I would aim for using floats everywhere except where there is a known numerical
problem.  So we could use doubles for only the root solving components of the
system.  This makes sense, because there will be little storage or caching
issues for root finding, therefore doubles should perform only slightly worse
than floats.  For triangle meshes, patch surfaces, bounding boxes, and
accelerator nodes, we could use floats to improve performance (probably
approaching 2 times better performance).

One more advantage of using floats is that if we ever perform a SIMD
optimization of the code path, we will get a 2x improvement over what we would
get if doubles were used.  SSE instructions fit 4 floats but only 2 doubles.

> > - SIMD processing: After some more research, I'm less confident of using a
> > SIMD approach to coherent rays, esp. for global illumination.  I'm
> > wondering if we could get a better speedup just be making specific
> > optimizations for low-level vector oprations.
> >
> I've actually been a bit reluctant with SIMD right from the beginning and 
> I am happy that what you propose here is pretty much what was planned right 
> from the beginning: 
> - Using a Vector2,3,4 C++ class which can implement vector operations 
>   using processor's SIMD instructions (inline assembly or built-in gcc 
>   functions). (e.g. lib/numerics/3d/vector3.h, SIMD not yet added.)
> - Implementing Vector2,3,4 types as native types in the VM to allow the 
>   VM to internally do SIMD operations on them. 
> 
> Collecting values and evaluating several of them them SIMD-like in the VM 
> (e.g. for isosurfaces) would probably still increase performance especially 
> when not JITCompiling the code.
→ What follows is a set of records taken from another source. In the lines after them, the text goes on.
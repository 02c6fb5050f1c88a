// 📤 Series Export - Monthly samples to CSV
// Writes one phase's series as rows for spreadsheet review. Months past
// the data date export empty ev/ac cells.

use crate::curve::MonthlySample;
use anyhow::{Context, Result};
use std::io::Write;
use std::path::Path;

const HEADERS: [&str; 5] = ["month", "month_index", "pv", "ev", "ac"];

/// Write a series as CSV to any writer.
pub fn write_series_csv<W: Write>(writer: W, series: &[MonthlySample]) -> Result<()> {
    let mut wtr = csv::Writer::from_writer(writer);
    wtr.write_record(HEADERS)?;

    for sample in series {
        wtr.write_record(&[
            sample.month.clone(),
            sample.month_index.to_string(),
            sample.pv.to_string(),
            sample.ev.map(|v| v.to_string()).unwrap_or_default(),
            sample.ac.map(|v| v.to_string()).unwrap_or_default(),
        ])?;
    }

    wtr.flush()?;
    Ok(())
}

/// Write a series as a CSV file at the given path.
pub fn export_series(path: &Path, series: &[MonthlySample]) -> Result<()> {
    let file = std::fs::File::create(path)
        .with_context(|| format!("failed to create export file {:?}", path))?;
    write_series_csv(file, series)
}

#[cfg(test)]
mod tests {
    use super::*;
    use crate::config::ProjectConfig;
    use crate::curve::CurveGenerator;

    #[test]
    fn test_csv_has_header_and_one_row_per_month() {
        let config = ProjectConfig::demo();
        let gen = CurveGenerator::new(&config);
        let series = gen.phase_series("PESA").unwrap();

        let mut buf = Vec::new();
        write_series_csv(&mut buf, &series).unwrap();
        let text = String::from_utf8(buf).unwrap();
        let lines: Vec<&str> = text.lines().collect();

        assert_eq!(lines.len(), 1 + config.horizon_months as usize);
        assert_eq!(lines[0], "month,month_index,pv,ev,ac");
    }

    #[test]
    fn test_unreported_months_export_empty_cells() {
        let config = ProjectConfig::demo();
        let gen = CurveGenerator::new(&config);
        let series = gen.phase_series("PM").unwrap();

        let mut buf = Vec::new();
        write_series_csv(&mut buf, &series).unwrap();
        let text = String::from_utf8(buf).unwrap();

        // First month past the data date: pv present, ev/ac empty
        let row = text
            .lines()
            .nth(1 + config.data_date as usize + 1)
            .unwrap();
        let cells: Vec<&str> = row.split(',').collect();
        assert!(!cells[2].is_empty());
        assert!(cells[3].is_empty());
        assert!(cells[4].is_empty());
    }

    #[test]
    fn test_reported_months_export_all_values() {
        let config = ProjectConfig::demo();
        let gen = CurveGenerator::new(&config);
        let series = gen.phase_series("ALL").unwrap();

        let mut buf = Vec::new();
        write_series_csv(&mut buf, &series).unwrap();
        let text = String::from_utf8(buf).unwrap();

        let row = text.lines().nth(1 + config.data_date as usize).unwrap();
        let cells: Vec<&str> = row.split(',').collect();
        assert_eq!(cells.len(), 5);
        assert!(!cells[3].is_empty());
        assert!(!cells[4].is_empty());
    }
}
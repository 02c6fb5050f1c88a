// EV S-Curve Engine - Web Server
// JSON API over the curve generator: phases, series, and metrics

use axum::{
    extract::{Path, State},
    http::StatusCode,
    response::{Html, IntoResponse, Json},
    routing::get,
    Router,
};
use ev_scurve::{CurveGenerator, EvMetrics, MonthlySample, Phase, PhaseSchedule, ProjectConfig};
use serde::Serialize;
use std::sync::Arc;
use tower_http::cors::CorsLayer;

/// Shared application state. The configuration is immutable for the life
/// of the process, so no lock is needed.
#[derive(Clone)]
struct AppState {
    config: Arc<ProjectConfig>,
}

/// API Response wrapper
#[derive(Serialize)]
struct ApiResponse<T> {
    success: bool,
    data: T,
    #[serde(skip_serializing_if = "Option::is_none")]
    error: Option<String>,
}

impl<T> ApiResponse<T> {
    fn ok(data: T) -> Self {
        Self {
            success: true,
            data,
            error: None,
        }
    }
}

impl ApiResponse<()> {
    fn err(message: impl Into<String>) -> Self {
        Self {
            success: false,
            data: (),
            error: Some(message.into()),
        }
    }
}

/// Project summary response
#[derive(Serialize)]
struct ProjectResponse {
    project_name: String,
    start_date: String,
    horizon_months: u32,
    data_date: u32,
    data_date_label: String,
    phase_count: usize,
}

/// Phase response with its schedule (the ALL rollup has none)
#[derive(Serialize)]
struct PhaseResponse {
    id: String,
    display_name: String,
    bac: f64,
    #[serde(skip_serializing_if = "Option::is_none")]
    schedule: Option<PhaseSchedule>,
}

impl PhaseResponse {
    fn new(phase: &Phase, schedule: Option<&PhaseSchedule>) -> Self {
        Self {
            id: phase.id.clone(),
            display_name: phase.display_name.clone(),
            bac: phase.bac,
            schedule: schedule.copied(),
        }
    }
}

// ============================================================================
// API Handlers
// ============================================================================

/// GET /api/health - Health check
async fn health_check() -> impl IntoResponse {
    Json(ApiResponse::ok("OK"))
}

/// GET /api/project - Project summary
async fn get_project(State(state): State<AppState>) -> impl IntoResponse {
    let config = &state.config;
    let response = ProjectResponse {
        project_name: config.project_name.clone(),
        start_date: config.start_date.to_string(),
        horizon_months: config.horizon_months,
        data_date: config.data_date,
        data_date_label: ev_scurve::month_label(config.start_date, config.data_date),
        phase_count: config.phases.len(),
    };
    Json(ApiResponse::ok(response))
}

/// GET /api/phases - Phase table with schedules
async fn get_phases(State(state): State<AppState>) -> impl IntoResponse {
    let config = &state.config;
    let response: Vec<PhaseResponse> = config
        .phases
        .iter()
        .map(|p| PhaseResponse::new(p, config.schedule(&p.id)))
        .collect();
    Json(ApiResponse::ok(response))
}

/// GET /api/series/:phase - Full monthly series for a phase
async fn get_series(
    State(state): State<AppState>,
    Path(phase_id): Path<String>,
) -> impl IntoResponse {
    let gen = CurveGenerator::new(&state.config);

    match gen.phase_series(&phase_id) {
        Some(series) => {
            (StatusCode::OK, Json(ApiResponse::<Vec<MonthlySample>>::ok(series))).into_response()
        }
        None => (
            StatusCode::NOT_FOUND,
            Json(ApiResponse::err(format!("unknown phase '{}'", phase_id))),
        )
            .into_response(),
    }
}

/// GET /api/metrics/:phase - EV metrics snapshot at the data date
async fn get_metrics(
    State(state): State<AppState>,
    Path(phase_id): Path<String>,
) -> impl IntoResponse {
    let config = &state.config;
    let gen = CurveGenerator::new(config);

    let snapshot = config
        .phase(&phase_id)
        .and_then(|phase| {
            gen.data_date_sample(&phase_id)
                .map(|sample| EvMetrics::from_sample(&sample, phase.bac))
        });

    match snapshot {
        Some(metrics) => (StatusCode::OK, Json(ApiResponse::ok(metrics))).into_response(),
        None => (
            StatusCode::NOT_FOUND,
            Json(ApiResponse::err(format!("unknown phase '{}'", phase_id))),
        )
            .into_response(),
    }
}

/// GET / - Endpoint index
async fn serve_index() -> impl IntoResponse {
    Html(
        "<h1>EV S-Curve API</h1>\
         <ul>\
           <li><a href=\"/api/health\">/api/health</a></li>\
           <li><a href=\"/api/project\">/api/project</a></li>\
           <li><a href=\"/api/phases\">/api/phases</a></li>\
           <li><a href=\"/api/series/ALL\">/api/series/:phase</a></li>\
           <li><a href=\"/api/metrics/ALL\">/api/metrics/:phase</a></li>\
         </ul>",
    )
}

// ============================================================================
// Main Server
// ============================================================================

#[tokio::main]
async fn main() {
    println!("🌐 EV S-Curve Engine - Web Server");
    println!("━━━━━━━━━━━━━━━━━━━━━━━━━━━━━━━━━━━━━━━━━");

    // Load configuration: optional JSON path argument, demo otherwise
    let config = match std::env::args().nth(1) {
        Some(path) => ProjectConfig::from_json_file(std::path::Path::new(&path))
            .expect("Failed to load config file"),
        None => {
            let config = ProjectConfig::demo();
            config.validate().expect("Demo config must validate");
            config
        }
    };
    println!(
        "✓ Project loaded: {} ({} phases, {} months)",
        config.project_name,
        config.phases.len(),
        config.horizon_months
    );

    let state = AppState {
        config: Arc::new(config),
    };

    // Build API routes
    let api_routes = Router::new()
        .route("/health", get(health_check))
        .route("/project", get(get_project))
        .route("/phases", get(get_phases))
        .route("/series/:phase", get(get_series))
        .route("/metrics/:phase", get(get_metrics))
        .with_state(state.clone());

    // Build main router
    let app = Router::new()
        .route("/", get(serve_index))
        .nest("/api", api_routes)
        .layer(CorsLayer::permissive());

    // Start server
    let addr = "0.0.0.0:3000";
    let listener = tokio::net::TcpListener::bind(addr)
        .await
        .expect("Failed to bind to address");

    println!("\n🚀 Server running on http://localhost:3000");
    println!("   API: http://localhost:3000/api/series/ALL");
    println!("\n   Press Ctrl+C to stop\n");

    axum::serve(listener, app)
        .await
        .expect("Failed to start server");
}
This could be done with a stream design 
> using lots of kernels (e.g. one for isosurface evaluation). One then has to 
> make sure that the kernel will process its input _if_needed_ (even if there 
> is only _one_ value in the input stream) to prevent deadlock. This is similar
> 
> to what you mentioned with ray priority. 
> 

One idea I've been thinking is to allow the user to flag a computation (eg. an
isosurface kernel) as "parallel".  In this case, the system will make the
optimization you've described, and collect samples to evaluate together.  By
allowing the user to specify which kernels should be optimized, we can avoid the
large sorting problem of collecting samples for all kernels.  This might also
make sense due to the conventional use of isosurface (for the most part in
POV-Ray), where a single large isosurface is used as a terrain or a major
feature of the scene.

> > - Triangles only: We could optimize our design by having most primitives
> > tesselate to triangles.  Then the accelerator could be constructed with
> > geometry specified inline with the leaf nodes.  We could do this by
> > templating the accelerator to the type of data that will be processed, in
> > our case either triangles or object pointers.  Non-triangle primitives
> like
> > isosurfaces would be placed into a seperate accelerator.
> >
> The accelerator data structure is one of the things about the RT core which 
> I worry much about because of its impact on intersection finding speed. 
> Actually, I would like to define a clear interface to the accelerator to make
> 
> it changeable and be able to have BSP/kD/grid/octree structures. 
> 

This is usually done by making the accelerator have the same interface as the
primitives themselves.  This is what I've done in my raytracer, and is also what
is done in pbrt.

I would focus only on KD trees.  You can use my patch to start, I'm not sure
that I'll have time to make the necessary adaptations.  Additional optimizations
in the book include the following:

- Represent all tree nodes with 8 bytes (64 bits)

struct KDNode {
    union {
      unsigned int flags; //Both
      float split; // Interior
      unsigned int nprimitives; // Leaf
    };
    union {
      unsigned int children; // Interior
      T *primitive; // Leaf
      T **primitives; // Leaf
    };
};

The trick is to encode the flags in the two least significant bits of the
floating point split value.  This will have huge caching benefits when iterating
through the accelerator.

- Use a cost model with different costs for iteration steps and object
intersections.  My accelerator (I think) assumes traversal steps cost nothing.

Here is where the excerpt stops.